Paying it forward: Students in Maine create and donate produce stand

By Amy Wight Chapman

Farm Stand

Summer in small-town Maine means gardens overflowing with produce—lettuce, squash, tomatoes, beans, and more—and avid gardeners can often be overwhelmed by the fruits of the season. People like to joke that if you don’t lock your car while running errands in August, you might return to find your backseat filled with zucchini!

On the other hand, not everyone has the time, space, or resources to grow their own food, and many non-gardeners are eager to receive excess produce from friends’ gardens.

In the Bethel area, in the western part of the state, the Mahoosuc Heart & Soul Team heard from residents wondering about a way to share the bounty.

Meanwhile, local high school students approached Mahoosuc Heart & Soul about possible community service projects and a solution emerged—they could build and install a produce stand where gardeners could drop off their excess produce, free for the taking.

“It was an idea that came from the community about an unmet need,” said Cat Ingraham, coordinator of Mahoosuc Heart & Soul.

The students are part of the innovative Telstar Freshman Academy program, which is a model of hands-on, experiential learning. In a collaboration between the school district and the University of Maine Cooperative Extension 4-H Camp and Learning Center, the entire ninth-grade class participates in project-based learning. The final learning unit of the year, Pay It Forward, focuses on using academic knowledge and skills to address community needs.

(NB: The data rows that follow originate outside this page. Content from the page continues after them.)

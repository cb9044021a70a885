use assert_cmd::Command;
use predicates::prelude::*;

fn quiesce(config: &std::path::Path) -> Command {
    let mut cmd = Command::cargo_bin("quiesce").unwrap();
    cmd.arg("--config").arg(config).env_remove("QUIESCE_USE_LEGACY_SYNC");
    cmd
}

fn write_config(dir: &std::path::Path, json: &str) -> std::path::PathBuf {
    let path = dir.join("config.json");
    std::fs::write(&path, json).unwrap();
    path
}

#[test]
fn test_help_exits_zero() {
    Command::cargo_bin("quiesce")
        .unwrap()
        .arg("--help")
        .assert()
        .success()
        .stdout(predicate::str::contains("probe"));
}

#[test]
fn test_config_prints_effective_settings() {
    let dir = std::env::temp_dir().join(format!("quiesce-cli-config-{}", std::process::id()));
    std::fs::create_dir_all(&dir).unwrap();
    let path = write_config(&dir, r#"{"use_legacy_sync": true, "settle_timeout_ms": 250}"#);

    let assert = quiesce(&path).arg("config").assert().success();
    let stdout = String::from_utf8(assert.get_output().stdout.clone()).unwrap();
    let output: serde_json::Value = serde_json::from_str(&stdout).unwrap();

    assert_eq!(output["strategy"], "legacy");
    assert_eq!(output["config"]["settle_timeout_ms"], 250);
    assert_eq!(output["config"]["poll_interval_ms"], 50);
}

#[test]
fn test_missing_config_file_is_an_error() {
    Command::cargo_bin("quiesce")
        .unwrap()
        .args(["--config", "/nonexistent/quiesce/config.json", "config"])
        .assert()
        .code(2)
        .stderr(predicate::str::contains("Config error"));
}

#[test]
fn test_probe_settles_after_release() {
    let dir = std::env::temp_dir().join(format!("quiesce-cli-probe-{}", std::process::id()));
    std::fs::create_dir_all(&dir).unwrap();
    let path = write_config(&dir, r#"{"sweep_interval_ms": 0}"#);

    let assert = quiesce(&path)
        .args(["probe", "--busy-ms", "100", "--timeout-ms", "2000"])
        .assert()
        .success();
    let stdout = String::from_utf8(assert.get_output().stdout.clone()).unwrap();
    let output: serde_json::Value = serde_json::from_str(&stdout).unwrap();

    assert_eq!(output["settled"], true);
    assert_eq!(output["strategy"], "current");
    assert!(output["settle_wait_ms"].as_u64().unwrap() >= 90);
}

#[test]
fn test_probe_timeout_exits_one_with_report() {
    let dir = std::env::temp_dir().join(format!("quiesce-cli-timeout-{}", std::process::id()));
    std::fs::create_dir_all(&dir).unwrap();
    let path = write_config(&dir, r#"{"sweep_interval_ms": 0}"#);

    let assert = quiesce(&path)
        .args(["--legacy", "probe", "--kind", "animation", "--busy-ms", "400", "--timeout-ms", "50"])
        .assert()
        .code(1);
    let stdout = String::from_utf8(assert.get_output().stdout.clone()).unwrap();
    let output: serde_json::Value = serde_json::from_str(&stdout).unwrap();

    assert_eq!(output["settled"], false);
    assert_eq!(output["strategy"], "legacy");
    assert_eq!(output["report"]["tokens"][0]["kind"], "animation");
}
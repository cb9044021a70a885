//! The application's main execution context.
//!
//! UI mutation and run-loop-bound work happen on one designated thread. The
//! [`MainContext`] trait is the seam through which the synchronized executor
//! reaches that thread; [`MainQueue`] is the stock implementation, a dedicated
//! OS thread draining a job channel in FIFO order.
//!
//! Embedders with their own UI thread implement [`MainContext`] over it and
//! pass it to [`SyncManagerBuilder::main_context`](crate::manager::SyncManagerBuilder::main_context).

use std::io;
use std::panic::{self, AssertUnwindSafe};
use std::sync::atomic::{AtomicUsize, Ordering};
use std::sync::Arc;
use std::thread::{self, JoinHandle, ThreadId};

use parking_lot::Mutex;
use thiserror::Error;
use tokio::sync::mpsc;
use tracing::{debug, error};

/// A unit of work executed on the main context.
pub type Job = Box<dyn FnOnce() + Send + 'static>;

/// The main context has shut down and no longer accepts jobs.
#[derive(Error, Debug, Clone, Copy, PartialEq, Eq)]
#[error("main context is closed")]
pub struct MainContextClosed;

/// A single-threaded cooperative execution context.
pub trait MainContext: Send + Sync {
    /// Enqueues a job. Jobs run in submission order.
    fn dispatch(&self, job: Job) -> Result<(), MainContextClosed>;

    /// Returns `true` if the calling thread is this context's thread.
    fn is_current(&self) -> bool;

    /// Number of jobs submitted but not yet finished, the running one included.
    fn pending_jobs(&self) -> usize;
}

/// A dedicated thread acting as the application main thread.
pub struct MainQueue {
    name: String,
    tx: Mutex<Option<mpsc::UnboundedSender<Job>>>,
    pending: Arc<AtomicUsize>,
    thread_id: ThreadId,
    join_handle: Mutex<Option<JoinHandle<()>>>,
}

impl MainQueue {
    /// Spawns the queue thread.
    pub fn spawn(name: impl Into<String>) -> io::Result<Arc<Self>> {
        let name = name.into();
        let (tx, mut rx) = mpsc::unbounded_channel::<Job>();
        let pending = Arc::new(AtomicUsize::new(0));
        let worker_pending = pending.clone();

        let join_handle = thread::Builder::new().name(name.clone()).spawn(move || {
            while let Some(job) = rx.blocking_recv() {
                if panic::catch_unwind(AssertUnwindSafe(job)).is_err() {
                    error!("job panicked on main queue");
                }
                worker_pending.fetch_sub(1, Ordering::AcqRel);
            }
            debug!("main queue drained");
        })?;
        let thread_id = join_handle.thread().id();

        debug!(name = %name, "main queue started");

        Ok(Arc::new(Self {
            name,
            tx: Mutex::new(Some(tx)),
            pending,
            thread_id,
            join_handle: Mutex::new(Some(join_handle)),
        }))
    }

    /// The thread name.
    pub fn name(&self) -> &str {
        &self.name
    }

    /// Stops accepting jobs and waits for queued ones to finish.
    ///
    /// When called from the queue thread itself the wait is skipped.
    pub fn shutdown(&self) {
        self.tx.lock().take();
        if self.is_current() {
            return;
        }
        if let Some(handle) = self.join_handle.lock().take() {
            let _ = handle.join();
        }
    }
}

impl MainContext for MainQueue {
    fn dispatch(&self, job: Job) -> Result<(), MainContextClosed> {
        let tx = self.tx.lock();
        let Some(tx) = tx.as_ref() else {
            return Err(MainContextClosed);
        };
        self.pending.fetch_add(1, Ordering::AcqRel);
        tx.send(job).map_err(|_| {
            self.pending.fetch_sub(1, Ordering::AcqRel);
            MainContextClosed
        })
    }

    fn is_current(&self) -> bool {
        thread::current().id() == self.thread_id
    }

    fn pending_jobs(&self) -> usize {
        self.pending.load(Ordering::Acquire)
    }
}

impl Drop for MainQueue {
    fn drop(&mut self) {
        self.shutdown();
    }
}

impl std::fmt::Debug for MainQueue {
    fn fmt(&self, f: &mut std::fmt::Formatter<'_>) -> std::fmt::Result {
        f.debug_struct("MainQueue")
            .field("name", &self.name)
            .field("pending", &self.pending_jobs())
            .field("thread_id", &self.thread_id)
            .finish()
    }
}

“In past years, we have built trails and bridges, designed and led activities with young people and senior citizens, created and installed interpretive signs, planted gardens, painted murals [and] promoted new community initiatives,” said TFA teacher Norm Greenberg.

This year, the produce stand was for local nonprofit Edible Bethel, which encourages businesses in downtown Bethel to maintain planters and small gardens from which passersby can help themselves to fresh vegetables and herbs. The group also maintains a large garden in the heart of the village that features fruit trees as well.

The new produce stand, built and delivered by the high school students, is located adjacent to the garden, providing a convenient place for gardeners to drop off their surplus produce. Anyone is welcome to visit the stand and take home whatever they can use.

It has been exciting to watch the activity at the stand, said Amanda Moran, a local gift shop owner who is the coordinator for Edible Bethel.

Nearly every morning when she arrives at work, the stand is already piled high with fresh produce and people help themselves throughout the day.

“It’s being utilized a lot. I’ve had a lot of gardeners dropping things off,” she said. “We’ve had a great variety of vegetables, including some really fun things, like purple cauliflower and purple string beans.”